### TASK TO CARRY OUT:
Look through the data that follows and copy each line with the string "direct".

### PROVIDED MATERIAL:
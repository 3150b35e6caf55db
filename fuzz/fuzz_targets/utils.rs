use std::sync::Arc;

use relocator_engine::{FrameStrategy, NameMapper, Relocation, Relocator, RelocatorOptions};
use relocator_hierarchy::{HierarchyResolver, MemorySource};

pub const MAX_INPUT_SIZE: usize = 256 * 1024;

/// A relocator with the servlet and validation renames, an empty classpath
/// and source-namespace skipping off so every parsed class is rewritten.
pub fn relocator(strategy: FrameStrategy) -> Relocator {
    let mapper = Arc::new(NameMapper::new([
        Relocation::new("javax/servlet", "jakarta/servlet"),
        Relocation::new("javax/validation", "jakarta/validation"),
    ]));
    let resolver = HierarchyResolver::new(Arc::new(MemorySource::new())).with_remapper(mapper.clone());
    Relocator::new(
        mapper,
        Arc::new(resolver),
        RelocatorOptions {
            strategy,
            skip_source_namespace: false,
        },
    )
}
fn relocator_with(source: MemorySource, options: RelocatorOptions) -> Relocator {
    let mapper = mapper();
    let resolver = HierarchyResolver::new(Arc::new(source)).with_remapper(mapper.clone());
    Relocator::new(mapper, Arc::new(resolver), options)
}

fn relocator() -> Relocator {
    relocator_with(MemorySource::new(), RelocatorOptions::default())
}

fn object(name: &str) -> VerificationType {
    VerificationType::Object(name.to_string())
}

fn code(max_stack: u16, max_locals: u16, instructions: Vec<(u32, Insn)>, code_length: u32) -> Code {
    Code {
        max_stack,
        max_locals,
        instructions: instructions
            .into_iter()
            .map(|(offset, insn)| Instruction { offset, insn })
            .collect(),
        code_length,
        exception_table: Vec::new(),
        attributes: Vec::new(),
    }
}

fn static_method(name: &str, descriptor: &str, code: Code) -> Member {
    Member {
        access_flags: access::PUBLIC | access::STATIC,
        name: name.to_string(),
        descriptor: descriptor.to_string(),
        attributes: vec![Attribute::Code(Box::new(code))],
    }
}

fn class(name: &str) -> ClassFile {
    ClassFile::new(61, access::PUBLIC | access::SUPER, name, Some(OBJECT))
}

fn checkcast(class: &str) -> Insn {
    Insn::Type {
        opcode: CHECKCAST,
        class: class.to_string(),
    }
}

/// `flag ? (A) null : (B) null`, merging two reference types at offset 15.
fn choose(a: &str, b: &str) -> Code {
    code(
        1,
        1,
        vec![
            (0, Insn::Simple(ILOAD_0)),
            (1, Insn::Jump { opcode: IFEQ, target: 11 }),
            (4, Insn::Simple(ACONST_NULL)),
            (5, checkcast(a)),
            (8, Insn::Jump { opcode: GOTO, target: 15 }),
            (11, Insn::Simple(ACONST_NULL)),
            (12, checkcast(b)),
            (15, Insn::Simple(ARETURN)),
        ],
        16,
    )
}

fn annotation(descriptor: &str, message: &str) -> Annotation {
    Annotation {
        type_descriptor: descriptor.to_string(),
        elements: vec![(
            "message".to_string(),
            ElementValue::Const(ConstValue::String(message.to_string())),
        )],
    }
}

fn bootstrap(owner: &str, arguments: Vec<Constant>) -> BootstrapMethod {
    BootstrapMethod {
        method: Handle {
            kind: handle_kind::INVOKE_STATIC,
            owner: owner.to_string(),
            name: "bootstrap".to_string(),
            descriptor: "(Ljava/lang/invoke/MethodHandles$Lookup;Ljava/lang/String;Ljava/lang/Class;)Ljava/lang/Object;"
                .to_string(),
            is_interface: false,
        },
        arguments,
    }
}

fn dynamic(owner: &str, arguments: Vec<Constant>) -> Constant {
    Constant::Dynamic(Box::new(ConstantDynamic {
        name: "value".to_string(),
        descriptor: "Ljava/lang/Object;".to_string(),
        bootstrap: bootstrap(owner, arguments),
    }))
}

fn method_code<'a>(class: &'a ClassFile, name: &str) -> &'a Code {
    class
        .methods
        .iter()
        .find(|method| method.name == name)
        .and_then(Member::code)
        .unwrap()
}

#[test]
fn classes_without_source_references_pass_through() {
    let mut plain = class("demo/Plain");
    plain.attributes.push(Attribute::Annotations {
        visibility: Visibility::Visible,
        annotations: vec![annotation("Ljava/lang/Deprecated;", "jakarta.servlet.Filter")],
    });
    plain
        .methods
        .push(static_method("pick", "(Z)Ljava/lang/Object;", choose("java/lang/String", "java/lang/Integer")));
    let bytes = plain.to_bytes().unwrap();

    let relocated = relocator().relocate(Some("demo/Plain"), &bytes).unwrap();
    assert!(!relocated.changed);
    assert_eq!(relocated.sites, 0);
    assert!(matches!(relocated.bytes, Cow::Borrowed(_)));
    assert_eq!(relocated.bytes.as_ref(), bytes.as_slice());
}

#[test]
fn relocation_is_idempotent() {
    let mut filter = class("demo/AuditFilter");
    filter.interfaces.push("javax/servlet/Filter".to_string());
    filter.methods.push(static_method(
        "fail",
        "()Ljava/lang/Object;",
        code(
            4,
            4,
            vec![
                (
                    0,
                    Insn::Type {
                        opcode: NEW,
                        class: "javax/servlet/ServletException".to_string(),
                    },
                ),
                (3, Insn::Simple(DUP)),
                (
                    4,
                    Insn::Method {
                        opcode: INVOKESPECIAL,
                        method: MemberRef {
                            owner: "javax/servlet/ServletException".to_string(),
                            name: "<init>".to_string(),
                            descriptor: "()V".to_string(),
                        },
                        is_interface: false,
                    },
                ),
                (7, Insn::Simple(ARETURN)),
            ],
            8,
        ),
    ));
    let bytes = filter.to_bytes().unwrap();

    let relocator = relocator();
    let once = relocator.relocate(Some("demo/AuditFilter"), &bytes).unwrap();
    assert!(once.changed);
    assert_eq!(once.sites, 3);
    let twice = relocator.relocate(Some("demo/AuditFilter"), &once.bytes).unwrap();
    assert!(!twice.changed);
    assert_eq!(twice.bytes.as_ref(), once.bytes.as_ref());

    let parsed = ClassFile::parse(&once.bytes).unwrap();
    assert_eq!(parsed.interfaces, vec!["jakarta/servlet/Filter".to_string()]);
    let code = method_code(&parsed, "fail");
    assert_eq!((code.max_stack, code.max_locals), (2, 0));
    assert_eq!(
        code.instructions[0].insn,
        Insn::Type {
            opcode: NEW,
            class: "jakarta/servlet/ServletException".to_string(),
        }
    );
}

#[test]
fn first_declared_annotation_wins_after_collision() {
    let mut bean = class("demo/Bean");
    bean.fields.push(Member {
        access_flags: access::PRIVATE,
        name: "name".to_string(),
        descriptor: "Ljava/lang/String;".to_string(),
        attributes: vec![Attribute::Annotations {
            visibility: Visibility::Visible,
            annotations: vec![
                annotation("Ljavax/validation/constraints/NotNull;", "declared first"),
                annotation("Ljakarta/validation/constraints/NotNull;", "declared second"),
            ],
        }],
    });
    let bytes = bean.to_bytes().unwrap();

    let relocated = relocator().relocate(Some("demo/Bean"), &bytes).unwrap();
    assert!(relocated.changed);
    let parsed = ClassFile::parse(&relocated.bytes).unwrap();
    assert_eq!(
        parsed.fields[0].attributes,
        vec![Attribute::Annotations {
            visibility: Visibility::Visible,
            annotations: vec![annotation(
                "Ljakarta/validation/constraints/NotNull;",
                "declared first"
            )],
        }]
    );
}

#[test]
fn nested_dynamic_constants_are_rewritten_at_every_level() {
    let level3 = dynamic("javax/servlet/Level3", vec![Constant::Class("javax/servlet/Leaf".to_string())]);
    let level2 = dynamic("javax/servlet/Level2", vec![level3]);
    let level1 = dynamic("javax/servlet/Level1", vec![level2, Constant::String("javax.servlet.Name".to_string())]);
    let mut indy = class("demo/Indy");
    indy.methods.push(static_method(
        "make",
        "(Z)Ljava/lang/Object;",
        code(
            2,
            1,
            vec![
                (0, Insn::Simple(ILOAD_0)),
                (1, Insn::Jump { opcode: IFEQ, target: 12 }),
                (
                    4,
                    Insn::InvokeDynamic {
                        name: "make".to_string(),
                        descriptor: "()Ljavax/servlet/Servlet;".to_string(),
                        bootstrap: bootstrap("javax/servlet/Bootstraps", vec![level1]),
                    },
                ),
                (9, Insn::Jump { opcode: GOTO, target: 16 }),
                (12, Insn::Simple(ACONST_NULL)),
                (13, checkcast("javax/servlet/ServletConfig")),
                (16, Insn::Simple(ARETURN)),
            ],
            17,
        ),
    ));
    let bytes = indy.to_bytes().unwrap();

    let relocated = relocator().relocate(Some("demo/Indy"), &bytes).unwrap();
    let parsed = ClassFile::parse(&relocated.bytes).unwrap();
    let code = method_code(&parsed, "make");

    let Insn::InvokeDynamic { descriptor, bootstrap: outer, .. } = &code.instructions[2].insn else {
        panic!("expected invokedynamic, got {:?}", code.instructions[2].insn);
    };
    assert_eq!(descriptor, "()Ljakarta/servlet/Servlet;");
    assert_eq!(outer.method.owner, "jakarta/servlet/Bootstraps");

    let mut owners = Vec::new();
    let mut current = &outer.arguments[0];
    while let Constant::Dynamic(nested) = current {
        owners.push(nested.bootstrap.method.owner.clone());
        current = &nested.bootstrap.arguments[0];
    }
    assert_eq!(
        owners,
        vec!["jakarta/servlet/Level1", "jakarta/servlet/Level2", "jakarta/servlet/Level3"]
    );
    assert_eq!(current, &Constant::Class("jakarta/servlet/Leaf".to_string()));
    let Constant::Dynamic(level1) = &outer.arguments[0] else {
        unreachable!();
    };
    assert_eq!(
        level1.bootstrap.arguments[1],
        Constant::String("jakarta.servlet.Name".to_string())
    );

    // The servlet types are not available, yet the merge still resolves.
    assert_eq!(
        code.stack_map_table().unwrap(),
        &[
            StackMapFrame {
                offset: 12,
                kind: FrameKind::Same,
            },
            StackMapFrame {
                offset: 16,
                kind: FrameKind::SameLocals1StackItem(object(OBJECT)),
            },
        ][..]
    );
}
---
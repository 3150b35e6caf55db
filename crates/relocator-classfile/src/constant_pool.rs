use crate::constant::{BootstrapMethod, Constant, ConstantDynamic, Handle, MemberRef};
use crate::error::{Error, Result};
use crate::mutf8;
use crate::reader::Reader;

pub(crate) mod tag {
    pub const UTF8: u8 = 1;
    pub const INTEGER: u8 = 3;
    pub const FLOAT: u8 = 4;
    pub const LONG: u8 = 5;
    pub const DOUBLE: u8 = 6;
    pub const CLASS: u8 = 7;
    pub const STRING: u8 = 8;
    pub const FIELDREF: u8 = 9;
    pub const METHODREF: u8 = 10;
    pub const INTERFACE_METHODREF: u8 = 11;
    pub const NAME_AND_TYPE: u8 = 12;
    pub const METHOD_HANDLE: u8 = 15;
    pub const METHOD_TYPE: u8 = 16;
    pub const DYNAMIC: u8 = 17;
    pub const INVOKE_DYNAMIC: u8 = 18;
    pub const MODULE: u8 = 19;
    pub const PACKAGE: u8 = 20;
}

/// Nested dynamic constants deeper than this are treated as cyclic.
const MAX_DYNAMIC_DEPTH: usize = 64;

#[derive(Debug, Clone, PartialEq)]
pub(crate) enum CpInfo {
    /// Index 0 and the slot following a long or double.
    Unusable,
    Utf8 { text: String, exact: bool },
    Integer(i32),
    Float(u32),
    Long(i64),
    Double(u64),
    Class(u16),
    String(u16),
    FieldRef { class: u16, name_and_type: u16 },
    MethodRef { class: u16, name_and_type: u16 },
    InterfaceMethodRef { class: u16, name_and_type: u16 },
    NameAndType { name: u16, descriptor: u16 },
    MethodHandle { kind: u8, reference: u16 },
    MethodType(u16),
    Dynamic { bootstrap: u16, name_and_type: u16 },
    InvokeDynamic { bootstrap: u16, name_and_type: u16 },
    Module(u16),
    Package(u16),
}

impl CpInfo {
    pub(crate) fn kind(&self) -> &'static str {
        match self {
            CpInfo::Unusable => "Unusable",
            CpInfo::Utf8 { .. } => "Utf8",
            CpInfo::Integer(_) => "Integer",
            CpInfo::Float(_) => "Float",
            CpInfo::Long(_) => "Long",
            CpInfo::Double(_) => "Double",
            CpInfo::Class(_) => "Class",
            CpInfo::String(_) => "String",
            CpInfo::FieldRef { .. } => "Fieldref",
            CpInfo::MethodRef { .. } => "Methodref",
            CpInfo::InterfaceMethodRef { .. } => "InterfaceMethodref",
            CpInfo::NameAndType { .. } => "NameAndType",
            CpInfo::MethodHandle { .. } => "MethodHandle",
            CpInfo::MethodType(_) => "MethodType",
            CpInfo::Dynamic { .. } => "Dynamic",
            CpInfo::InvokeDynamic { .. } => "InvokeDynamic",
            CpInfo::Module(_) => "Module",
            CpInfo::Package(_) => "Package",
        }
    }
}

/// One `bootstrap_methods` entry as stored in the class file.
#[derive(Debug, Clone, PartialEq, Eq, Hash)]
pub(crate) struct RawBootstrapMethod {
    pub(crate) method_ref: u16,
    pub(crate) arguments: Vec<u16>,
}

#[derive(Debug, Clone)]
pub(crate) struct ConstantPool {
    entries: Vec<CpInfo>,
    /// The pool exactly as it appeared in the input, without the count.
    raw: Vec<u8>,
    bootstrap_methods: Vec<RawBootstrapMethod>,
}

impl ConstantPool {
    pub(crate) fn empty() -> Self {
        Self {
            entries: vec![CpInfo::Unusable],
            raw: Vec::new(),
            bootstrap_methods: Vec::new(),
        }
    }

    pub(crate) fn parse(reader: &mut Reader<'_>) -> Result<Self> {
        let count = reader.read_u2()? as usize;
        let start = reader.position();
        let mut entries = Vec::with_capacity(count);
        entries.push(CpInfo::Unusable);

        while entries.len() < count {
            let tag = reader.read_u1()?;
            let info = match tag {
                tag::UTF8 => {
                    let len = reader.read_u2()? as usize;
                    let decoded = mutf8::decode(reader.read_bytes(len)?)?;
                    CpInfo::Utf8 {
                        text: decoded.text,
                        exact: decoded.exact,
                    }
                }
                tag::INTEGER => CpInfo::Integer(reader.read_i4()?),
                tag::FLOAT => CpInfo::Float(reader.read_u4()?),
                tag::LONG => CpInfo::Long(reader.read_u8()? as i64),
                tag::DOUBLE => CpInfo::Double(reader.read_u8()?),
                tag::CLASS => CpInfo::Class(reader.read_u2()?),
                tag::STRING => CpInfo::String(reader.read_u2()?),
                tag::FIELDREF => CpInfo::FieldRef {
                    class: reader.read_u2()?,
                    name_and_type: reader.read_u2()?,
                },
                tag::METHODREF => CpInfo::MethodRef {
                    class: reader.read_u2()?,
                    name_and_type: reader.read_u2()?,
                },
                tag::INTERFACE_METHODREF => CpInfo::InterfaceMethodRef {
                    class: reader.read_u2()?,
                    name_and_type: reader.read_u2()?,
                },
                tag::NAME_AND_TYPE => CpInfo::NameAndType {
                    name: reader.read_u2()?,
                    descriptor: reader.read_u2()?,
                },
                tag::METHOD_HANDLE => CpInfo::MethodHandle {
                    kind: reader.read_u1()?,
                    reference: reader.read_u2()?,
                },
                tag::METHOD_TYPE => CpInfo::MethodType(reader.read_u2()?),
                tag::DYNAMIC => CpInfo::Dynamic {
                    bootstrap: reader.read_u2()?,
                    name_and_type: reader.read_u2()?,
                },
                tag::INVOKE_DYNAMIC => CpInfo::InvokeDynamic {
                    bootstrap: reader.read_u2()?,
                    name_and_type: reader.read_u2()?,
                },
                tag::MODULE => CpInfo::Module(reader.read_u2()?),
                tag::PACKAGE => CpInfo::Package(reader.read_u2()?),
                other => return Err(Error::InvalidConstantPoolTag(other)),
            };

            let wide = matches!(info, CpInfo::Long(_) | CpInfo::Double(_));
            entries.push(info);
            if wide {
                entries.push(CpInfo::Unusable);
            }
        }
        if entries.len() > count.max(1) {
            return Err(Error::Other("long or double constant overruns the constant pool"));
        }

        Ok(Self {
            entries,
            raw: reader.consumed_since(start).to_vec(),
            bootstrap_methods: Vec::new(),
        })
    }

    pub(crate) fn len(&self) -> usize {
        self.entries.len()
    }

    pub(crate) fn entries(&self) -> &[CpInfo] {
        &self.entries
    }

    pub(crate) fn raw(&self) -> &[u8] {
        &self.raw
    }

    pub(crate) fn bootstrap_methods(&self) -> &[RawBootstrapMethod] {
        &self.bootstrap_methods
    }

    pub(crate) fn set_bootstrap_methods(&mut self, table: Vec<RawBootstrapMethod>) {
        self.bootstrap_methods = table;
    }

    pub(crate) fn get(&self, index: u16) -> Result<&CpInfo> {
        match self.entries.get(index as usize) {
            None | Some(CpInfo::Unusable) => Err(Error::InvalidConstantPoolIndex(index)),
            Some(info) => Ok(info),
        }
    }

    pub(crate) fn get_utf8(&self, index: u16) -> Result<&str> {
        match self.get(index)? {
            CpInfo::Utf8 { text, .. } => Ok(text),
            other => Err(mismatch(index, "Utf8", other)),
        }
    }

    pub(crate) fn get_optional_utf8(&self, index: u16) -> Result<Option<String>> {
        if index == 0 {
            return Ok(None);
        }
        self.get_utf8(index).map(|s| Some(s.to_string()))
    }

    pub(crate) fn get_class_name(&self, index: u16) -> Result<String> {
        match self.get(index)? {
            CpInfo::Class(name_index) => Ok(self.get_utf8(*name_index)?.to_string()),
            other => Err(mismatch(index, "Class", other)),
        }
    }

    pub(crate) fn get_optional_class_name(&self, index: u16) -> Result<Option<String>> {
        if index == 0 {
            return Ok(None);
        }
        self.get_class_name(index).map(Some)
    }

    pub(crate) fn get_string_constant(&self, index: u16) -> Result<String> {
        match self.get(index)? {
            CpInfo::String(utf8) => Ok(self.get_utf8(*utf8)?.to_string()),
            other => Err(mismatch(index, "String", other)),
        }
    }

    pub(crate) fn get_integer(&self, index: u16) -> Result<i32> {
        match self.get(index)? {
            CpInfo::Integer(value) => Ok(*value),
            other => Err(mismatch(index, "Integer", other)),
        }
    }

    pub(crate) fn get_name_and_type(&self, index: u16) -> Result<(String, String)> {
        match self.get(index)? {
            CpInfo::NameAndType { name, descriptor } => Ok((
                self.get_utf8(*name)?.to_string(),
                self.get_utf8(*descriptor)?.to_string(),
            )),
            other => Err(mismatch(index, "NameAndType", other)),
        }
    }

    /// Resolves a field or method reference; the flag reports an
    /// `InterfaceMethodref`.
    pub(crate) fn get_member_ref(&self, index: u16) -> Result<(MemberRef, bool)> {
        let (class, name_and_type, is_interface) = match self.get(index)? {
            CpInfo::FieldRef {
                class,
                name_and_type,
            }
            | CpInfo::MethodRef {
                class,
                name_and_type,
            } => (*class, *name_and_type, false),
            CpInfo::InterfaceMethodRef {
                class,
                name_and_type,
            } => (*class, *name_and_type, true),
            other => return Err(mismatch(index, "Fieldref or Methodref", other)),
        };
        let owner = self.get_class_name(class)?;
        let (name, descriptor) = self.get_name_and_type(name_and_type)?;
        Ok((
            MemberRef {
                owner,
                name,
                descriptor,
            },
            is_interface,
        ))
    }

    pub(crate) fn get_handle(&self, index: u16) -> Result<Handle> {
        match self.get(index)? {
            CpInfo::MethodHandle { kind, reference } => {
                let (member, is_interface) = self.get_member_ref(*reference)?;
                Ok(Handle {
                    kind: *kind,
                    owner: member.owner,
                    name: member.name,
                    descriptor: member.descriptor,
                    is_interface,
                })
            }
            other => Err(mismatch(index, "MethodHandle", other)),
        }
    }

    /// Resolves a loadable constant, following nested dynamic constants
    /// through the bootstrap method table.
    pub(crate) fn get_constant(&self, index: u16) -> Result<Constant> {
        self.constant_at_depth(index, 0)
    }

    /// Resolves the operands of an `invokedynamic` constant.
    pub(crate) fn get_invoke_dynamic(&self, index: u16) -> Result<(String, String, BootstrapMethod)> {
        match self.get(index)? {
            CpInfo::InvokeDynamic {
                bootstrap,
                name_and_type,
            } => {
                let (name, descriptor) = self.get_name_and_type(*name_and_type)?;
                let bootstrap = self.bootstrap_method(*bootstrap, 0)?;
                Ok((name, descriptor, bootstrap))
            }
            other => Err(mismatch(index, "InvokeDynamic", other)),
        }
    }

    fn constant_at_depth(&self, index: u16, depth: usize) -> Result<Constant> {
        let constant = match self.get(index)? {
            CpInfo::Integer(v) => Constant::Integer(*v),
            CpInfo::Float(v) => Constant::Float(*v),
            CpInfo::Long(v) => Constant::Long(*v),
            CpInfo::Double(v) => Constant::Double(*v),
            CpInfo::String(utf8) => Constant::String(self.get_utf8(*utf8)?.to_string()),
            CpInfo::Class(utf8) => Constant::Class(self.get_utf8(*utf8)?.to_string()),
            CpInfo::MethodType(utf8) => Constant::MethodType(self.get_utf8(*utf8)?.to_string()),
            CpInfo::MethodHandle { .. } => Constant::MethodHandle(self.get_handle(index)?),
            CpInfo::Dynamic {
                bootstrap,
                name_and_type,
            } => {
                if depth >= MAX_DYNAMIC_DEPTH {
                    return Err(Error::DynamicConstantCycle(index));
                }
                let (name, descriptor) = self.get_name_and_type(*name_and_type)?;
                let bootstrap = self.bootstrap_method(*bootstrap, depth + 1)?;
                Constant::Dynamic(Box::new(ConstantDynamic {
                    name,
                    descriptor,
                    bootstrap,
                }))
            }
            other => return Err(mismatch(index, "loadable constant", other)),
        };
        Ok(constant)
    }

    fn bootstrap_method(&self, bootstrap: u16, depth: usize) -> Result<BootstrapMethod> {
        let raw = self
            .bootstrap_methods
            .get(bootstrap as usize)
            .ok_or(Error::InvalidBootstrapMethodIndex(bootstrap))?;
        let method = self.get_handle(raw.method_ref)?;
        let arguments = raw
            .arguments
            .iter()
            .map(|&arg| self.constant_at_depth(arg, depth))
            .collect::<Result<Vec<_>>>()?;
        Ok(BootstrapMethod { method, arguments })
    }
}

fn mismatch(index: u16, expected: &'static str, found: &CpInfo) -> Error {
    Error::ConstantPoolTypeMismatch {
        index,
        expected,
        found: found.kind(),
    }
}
==
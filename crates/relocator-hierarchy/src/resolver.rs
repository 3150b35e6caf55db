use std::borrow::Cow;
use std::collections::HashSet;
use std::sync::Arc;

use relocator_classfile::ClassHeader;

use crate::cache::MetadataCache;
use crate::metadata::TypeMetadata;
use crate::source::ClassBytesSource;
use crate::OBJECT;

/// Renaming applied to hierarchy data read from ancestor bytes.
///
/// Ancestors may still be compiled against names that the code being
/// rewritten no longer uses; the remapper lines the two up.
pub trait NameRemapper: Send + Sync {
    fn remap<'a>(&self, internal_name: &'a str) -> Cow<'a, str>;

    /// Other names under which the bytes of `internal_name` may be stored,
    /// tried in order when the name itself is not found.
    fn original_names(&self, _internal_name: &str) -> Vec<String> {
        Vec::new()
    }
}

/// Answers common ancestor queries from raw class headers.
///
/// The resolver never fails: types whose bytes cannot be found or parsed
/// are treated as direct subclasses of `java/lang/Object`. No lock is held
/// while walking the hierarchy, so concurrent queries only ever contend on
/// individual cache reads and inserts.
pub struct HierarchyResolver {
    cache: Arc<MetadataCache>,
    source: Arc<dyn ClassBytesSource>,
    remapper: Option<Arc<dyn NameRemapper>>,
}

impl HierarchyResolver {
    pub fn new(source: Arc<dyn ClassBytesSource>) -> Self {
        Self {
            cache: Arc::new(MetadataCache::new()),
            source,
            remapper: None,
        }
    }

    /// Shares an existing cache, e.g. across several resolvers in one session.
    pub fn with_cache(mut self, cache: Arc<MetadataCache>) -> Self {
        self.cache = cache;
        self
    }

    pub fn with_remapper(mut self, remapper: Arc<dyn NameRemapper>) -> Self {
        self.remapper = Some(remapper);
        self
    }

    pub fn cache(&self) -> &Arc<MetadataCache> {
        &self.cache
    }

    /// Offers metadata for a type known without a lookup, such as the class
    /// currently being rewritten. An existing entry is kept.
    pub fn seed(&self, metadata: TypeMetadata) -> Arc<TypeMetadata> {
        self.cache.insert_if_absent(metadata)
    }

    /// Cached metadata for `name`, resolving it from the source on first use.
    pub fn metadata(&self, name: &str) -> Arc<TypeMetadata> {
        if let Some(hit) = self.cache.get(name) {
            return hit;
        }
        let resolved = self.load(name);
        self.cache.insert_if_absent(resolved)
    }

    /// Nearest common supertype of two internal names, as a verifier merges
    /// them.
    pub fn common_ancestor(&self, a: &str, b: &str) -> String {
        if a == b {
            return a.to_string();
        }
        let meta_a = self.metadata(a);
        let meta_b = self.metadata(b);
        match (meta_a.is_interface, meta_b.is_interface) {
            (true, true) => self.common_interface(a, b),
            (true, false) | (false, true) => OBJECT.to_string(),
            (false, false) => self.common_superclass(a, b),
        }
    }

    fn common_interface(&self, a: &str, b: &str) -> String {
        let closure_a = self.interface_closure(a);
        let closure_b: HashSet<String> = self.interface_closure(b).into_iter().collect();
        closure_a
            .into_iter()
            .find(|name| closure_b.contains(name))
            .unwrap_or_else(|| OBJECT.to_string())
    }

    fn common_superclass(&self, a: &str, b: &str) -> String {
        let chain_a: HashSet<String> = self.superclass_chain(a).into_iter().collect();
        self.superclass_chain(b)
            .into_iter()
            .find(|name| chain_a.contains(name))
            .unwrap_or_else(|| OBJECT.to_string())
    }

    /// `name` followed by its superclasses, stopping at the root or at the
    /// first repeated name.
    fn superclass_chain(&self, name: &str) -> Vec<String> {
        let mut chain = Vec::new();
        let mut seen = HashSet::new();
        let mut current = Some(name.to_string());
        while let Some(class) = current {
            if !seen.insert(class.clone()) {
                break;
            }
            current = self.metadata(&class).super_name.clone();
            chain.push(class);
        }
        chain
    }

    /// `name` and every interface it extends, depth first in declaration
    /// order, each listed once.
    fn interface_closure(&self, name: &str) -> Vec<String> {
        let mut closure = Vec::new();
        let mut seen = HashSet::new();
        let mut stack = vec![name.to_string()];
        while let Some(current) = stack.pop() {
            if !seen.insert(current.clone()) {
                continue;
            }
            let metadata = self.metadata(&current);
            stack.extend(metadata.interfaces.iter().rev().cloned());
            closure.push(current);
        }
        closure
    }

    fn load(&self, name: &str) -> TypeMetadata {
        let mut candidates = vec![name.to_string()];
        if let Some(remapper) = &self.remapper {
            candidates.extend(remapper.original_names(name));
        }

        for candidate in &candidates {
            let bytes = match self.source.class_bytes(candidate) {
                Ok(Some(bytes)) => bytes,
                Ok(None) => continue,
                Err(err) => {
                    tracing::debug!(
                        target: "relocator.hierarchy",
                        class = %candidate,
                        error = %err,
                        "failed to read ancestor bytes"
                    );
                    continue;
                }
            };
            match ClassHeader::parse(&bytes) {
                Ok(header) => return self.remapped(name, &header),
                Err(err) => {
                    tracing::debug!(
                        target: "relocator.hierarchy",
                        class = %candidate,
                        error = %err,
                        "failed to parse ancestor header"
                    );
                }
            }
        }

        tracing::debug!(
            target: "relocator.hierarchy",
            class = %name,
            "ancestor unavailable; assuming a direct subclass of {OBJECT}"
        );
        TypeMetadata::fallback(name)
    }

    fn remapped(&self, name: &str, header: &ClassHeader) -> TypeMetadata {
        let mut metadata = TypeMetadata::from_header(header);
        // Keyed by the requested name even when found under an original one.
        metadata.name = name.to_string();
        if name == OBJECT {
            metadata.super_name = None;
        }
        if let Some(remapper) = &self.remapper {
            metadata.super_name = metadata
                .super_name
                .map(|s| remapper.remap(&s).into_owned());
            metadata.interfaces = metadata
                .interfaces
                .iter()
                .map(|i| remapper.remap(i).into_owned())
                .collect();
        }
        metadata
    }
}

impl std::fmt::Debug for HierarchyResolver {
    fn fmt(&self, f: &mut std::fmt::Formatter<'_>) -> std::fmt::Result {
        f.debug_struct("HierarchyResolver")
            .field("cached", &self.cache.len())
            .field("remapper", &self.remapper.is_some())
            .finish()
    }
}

### PROBLEM SOLUTION:
/// are treated as direct subclasses of `java/lang/Object`. No lock is held
            "ancestor unavailable; assuming a direct subclass of {OBJECT}"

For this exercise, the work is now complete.